What you have to do » Among the entries below, how many lines contain "unwrap"? Answer with the number only.

Records provided »
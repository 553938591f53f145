//! Typed filter values
//!
//! Predicate values are tagged variants chosen at decode time and bound
//! natively through sqlx, replacing loosely-typed pass-through values.

use chrono::{DateTime, Utc};
use serde::{Deserialize, Serialize};
use uuid::Uuid;

/// A typed filter value. `List` only occurs before rendering; the rendered
/// parameter vector contains scalars exclusively.
#[derive(Debug, Clone, PartialEq, Serialize, Deserialize)]
#[serde(untagged)]
pub enum FilterValue {
    Bool(bool),
    Int(i64),
    Float(f64),
    DateTime(DateTime<Utc>),
    Uuid(Uuid),
    Text(String),
    List(Vec<FilterValue>),
}

impl FilterValue {
    /// Infer the natural type of a raw request-string value. Tried in
    /// order: integer, float, boolean, RFC 3339 datetime, UUID; anything
    /// else stays text.
    pub fn infer(raw: &str) -> Self {
        if let Ok(value) = raw.parse::<i64>() {
            return Self::Int(value);
        }
        if let Ok(value) = raw.parse::<f64>() {
            return Self::Float(value);
        }
        match raw {
            "true" => return Self::Bool(true),
            "false" => return Self::Bool(false),
            _ => {}
        }
        if let Ok(value) = DateTime::parse_from_rfc3339(raw) {
            return Self::DateTime(value.with_timezone(&Utc));
        }
        if let Ok(value) = Uuid::parse_str(raw) {
            return Self::Uuid(value);
        }
        Self::Text(raw.to_string())
    }

    pub fn as_text(&self) -> Option<&str> {
        match self {
            Self::Text(value) => Some(value),
            _ => None,
        }
    }

    pub fn as_list(&self) -> Option<&[FilterValue]> {
        match self {
            Self::List(values) => Some(values),
            _ => None,
        }
    }

    /// Human-readable type tag for error messages
    pub fn type_name(&self) -> &'static str {
        match self {
            Self::Bool(_) => "bool",
            Self::Int(_) => "int",
            Self::Float(_) => "float",
            Self::DateTime(_) => "datetime",
            Self::Uuid(_) => "uuid",
            Self::Text(_) => "text",
            Self::List(_) => "list",
        }
    }
}

impl From<bool> for FilterValue {
    fn from(value: bool) -> Self {
        Self::Bool(value)
    }
}

impl From<i32> for FilterValue {
    fn from(value: i32) -> Self {
        Self::Int(value as i64)
    }
}

impl From<i64> for FilterValue {
    fn from(value: i64) -> Self {
        Self::Int(value)
    }
}

impl From<f64> for FilterValue {
    fn from(value: f64) -> Self {
        Self::Float(value)
    }
}

impl From<DateTime<Utc>> for FilterValue {
    fn from(value: DateTime<Utc>) -> Self {
        Self::DateTime(value)
    }
}

impl From<Uuid> for FilterValue {
    fn from(value: Uuid) -> Self {
        Self::Uuid(value)
    }
}

impl From<&str> for FilterValue {
    fn from(value: &str) -> Self {
        Self::Text(value.to_string())
    }
}

impl From<String> for FilterValue {
    fn from(value: String) -> Self {
        Self::Text(value)
    }
}

impl From<Vec<FilterValue>> for FilterValue {
    fn from(values: Vec<FilterValue>) -> Self {
        Self::List(values)
    }
}

#[cfg(test)]
mod tests {
    use super::*;

    #[test]
    fn test_infer_scalars() {
        assert_eq!(FilterValue::infer("42"), FilterValue::Int(42));
        assert_eq!(FilterValue::infer("-7"), FilterValue::Int(-7));
        assert_eq!(FilterValue::infer("3.5"), FilterValue::Float(3.5));
        assert_eq!(FilterValue::infer("true"), FilterValue::Bool(true));
        assert_eq!(FilterValue::infer("false"), FilterValue::Bool(false));
        assert_eq!(
            FilterValue::infer("active"),
            FilterValue::Text("active".to_string())
        );
    }

    #[test]
    fn test_infer_datetime() {
        let value = FilterValue::infer("2024-06-01T12:30:00Z");
        match value {
            FilterValue::DateTime(dt) => assert_eq!(dt.to_rfc3339(), "2024-06-01T12:30:00+00:00"),
            other => panic!("expected datetime, got {:?}", other),
        }
    }

    #[test]
    fn test_infer_uuid() {
        let raw = "7f2c1e18-9f6a-4f6e-8a0f-0c6d7b1d2e3f";
        assert_eq!(
            FilterValue::infer(raw),
            FilterValue::Uuid(Uuid::parse_str(raw).unwrap())
        );
    }

    #[test]
    fn test_infer_prefers_int_over_float() {
        // "5" parses as both; the narrower type wins
        assert_eq!(FilterValue::infer("5"), FilterValue::Int(5));
    }

    #[test]
    fn test_untagged_serde_round_trip() {
        let values = vec![
            FilterValue::Int(10),
            FilterValue::Text("high".to_string()),
            FilterValue::Bool(false),
        ];

        let json = serde_json::to_string(&FilterValue::List(values.clone())).unwrap();
        let back: FilterValue = serde_json::from_str(&json).unwrap();
        assert_eq!(back, FilterValue::List(values));
    }
}
//! Entity and relation definitions for the schema graph

/// One traversable edge of the schema graph: a named relation from an owner
/// entity to a target table, joined on `owner.owner_column = target.target_column`.
#[derive(Debug, Clone, PartialEq, Eq)]
pub struct Relation {
    pub name: String,
    pub target_table: String,
    pub owner_column: String,
    pub target_column: String,
}

impl Relation {
    pub fn new(
        name: impl Into<String>,
        target_table: impl Into<String>,
        owner_column: impl Into<String>,
        target_column: impl Into<String>,
    ) -> Self {
        Self {
            name: name.into(),
            target_table: target_table.into(),
            owner_column: owner_column.into(),
            target_column: target_column.into(),
        }
    }

    /// Many-to-one: the owner carries the foreign key, the target is joined
    /// on its `id` column (e.g. `posts.author_id = users.id`).
    pub fn belongs_to(
        name: impl Into<String>,
        target_table: impl Into<String>,
        owner_column: impl Into<String>,
    ) -> Self {
        Self::new(name, target_table, owner_column, "id")
    }

    /// One-to-many: the target carries the foreign key, the owner is joined
    /// on its `id` column (e.g. `users.id = posts.author_id`).
    pub fn has_many(
        name: impl Into<String>,
        target_table: impl Into<String>,
        target_column: impl Into<String>,
    ) -> Self {
        Self::new(name, target_table, "id", target_column)
    }
}

/// Table-level metadata: primary key, optionally the column list (drives the
/// eager-load projection when present) and the outgoing relations.
#[derive(Debug, Clone, PartialEq, Eq)]
pub struct EntityDef {
    pub table: String,
    pub primary_key: String,
    pub columns: Vec<String>,
    pub relations: Vec<Relation>,
}

impl EntityDef {
    pub fn new(table: impl Into<String>) -> Self {
        Self {
            table: table.into(),
            primary_key: "id".to_string(),
            columns: Vec::new(),
            relations: Vec::new(),
        }
    }

    pub fn primary_key(mut self, column: impl Into<String>) -> Self {
        self.primary_key = column.into();
        self
    }

    /// Declare the selectable columns. Optional: entities without a declared
    /// column list still join, they just contribute nothing to the
    /// eager-load projection.
    pub fn columns<I, S>(mut self, columns: I) -> Self
    where
        I: IntoIterator<Item = S>,
        S: Into<String>,
    {
        self.columns = columns.into_iter().map(Into::into).collect();
        self
    }

    pub fn relation(mut self, relation: Relation) -> Self {
        self.relations.push(relation);
        self
    }

    pub fn relation_named(&self, name: &str) -> Option<&Relation> {
        self.relations.iter().find(|r| r.name == name)
    }
}
//! # Quarry
//!
//! A declarative resource-query layer for PostgreSQL. HTTP-style request
//! parameters (pagination, sorting, relation eager-loading, filter
//! predicates) decode into a typed specification that compiles into
//! parameterized SQL over an explicit schema graph and executes through
//! sqlx.
//!
//! ## Quick Start
//!
//! ```rust,no_run
//! use quarry::prelude::*;
//!
//! #[derive(Debug, Clone, sqlx::FromRow)]
//! pub struct Post {
//!     pub id: i64,
//!     pub title: String,
//!     pub status: String,
//!     pub author_id: i64,
//! }
//!
//! impl Entity for Post {
//!     fn table_name() -> &'static str {
//!         "posts"
//!     }
//! }
//!
//! #[tokio::main]
//! async fn main() -> Result<(), Box<dyn std::error::Error>> {
//!     let config = DatabaseConfig::new(
//!         "localhost".to_string(), 5432, "app".to_string(),
//!         "postgres".to_string(), "password".to_string(),
//!         1, 5, 30, 600, 3600,
//!     );
//!
//!     let mut registry = SchemaRegistry::new();
//!     registry.register(
//!         EntityDef::new("posts")
//!             .relation(Relation::belongs_to("author", "users", "author_id")),
//!     )?;
//!     registry.register(EntityDef::new("users").columns(["id", "name"]))?;
//!
//!     let quarry = Quarry::new(config, registry).await?;
//!     let posts = quarry.repository::<Post>();
//!
//!     let options = ResourceOptions::new()
//!         .relation("author")
//!         .filter(Filter::eq("status", "published"))
//!         .order_by("author.name", SortOrder::Asc)
//!         .take(10);
//!
//!     let page = posts.get_many_and_count(&options).await?;
//!     println!("{} of {} posts", page.rows.len(), page.total_count);
//!
//!     Ok(())
//! }
//! ```

/// Conditional debug logging macros
/// These macros only compile in code when the `debug-logging` feature is enabled
#[cfg(feature = "debug-logging")]
#[macro_export]
macro_rules! debug_log {
    ($($arg:tt)*) => {
        tracing::debug!($($arg)*)
    };
}

#[cfg(not(feature = "debug-logging"))]
#[macro_export]
macro_rules! debug_log {
    ($($arg:tt)*) => {};
}

#[cfg(feature = "debug-logging")]
#[macro_export]
macro_rules! trace_log {
    ($($arg:tt)*) => {
        tracing::trace!($($arg)*)
    };
}

#[cfg(not(feature = "debug-logging"))]
#[macro_export]
macro_rules! trace_log {
    ($($arg:tt)*) => {};
}

pub mod core;
pub mod errors;
pub mod prelude;

// Re-export the main public types for convenience
pub use crate::core::Quarry;
pub use crate::errors::QuarryError;

// Re-export centralized config
pub use config::{AppConfig, ConfigError, DatabaseConfig};

// Re-export the core crate and its working set
pub use query_core;
pub use query_core::{
    compile, Entity, EntityDef, Filter, FilterOperator, FilterValue, JoinScope, Page, QueryError,
    Relation, Repository, RequestQuery, ResourceOptions, ResourceStore, SchemaRegistry,
    SelectQuery, SortOrder,
};

// Re-export external dependencies used in public API
pub use async_trait;
pub use sqlx;
//! Sort direction

use serde::{Deserialize, Serialize};

#[derive(Debug, Clone, Copy, PartialEq, Eq, Serialize, Deserialize)]
pub enum SortOrder {
    #[serde(rename = "ASC")]
    Asc,
    #[serde(rename = "DESC")]
    Desc,
}

impl SortOrder {
    pub fn to_sql(&self) -> &'static str {
        match self {
            SortOrder::Asc => "ASC",
            SortOrder::Desc => "DESC",
        }
    }
}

Exercise answer » 3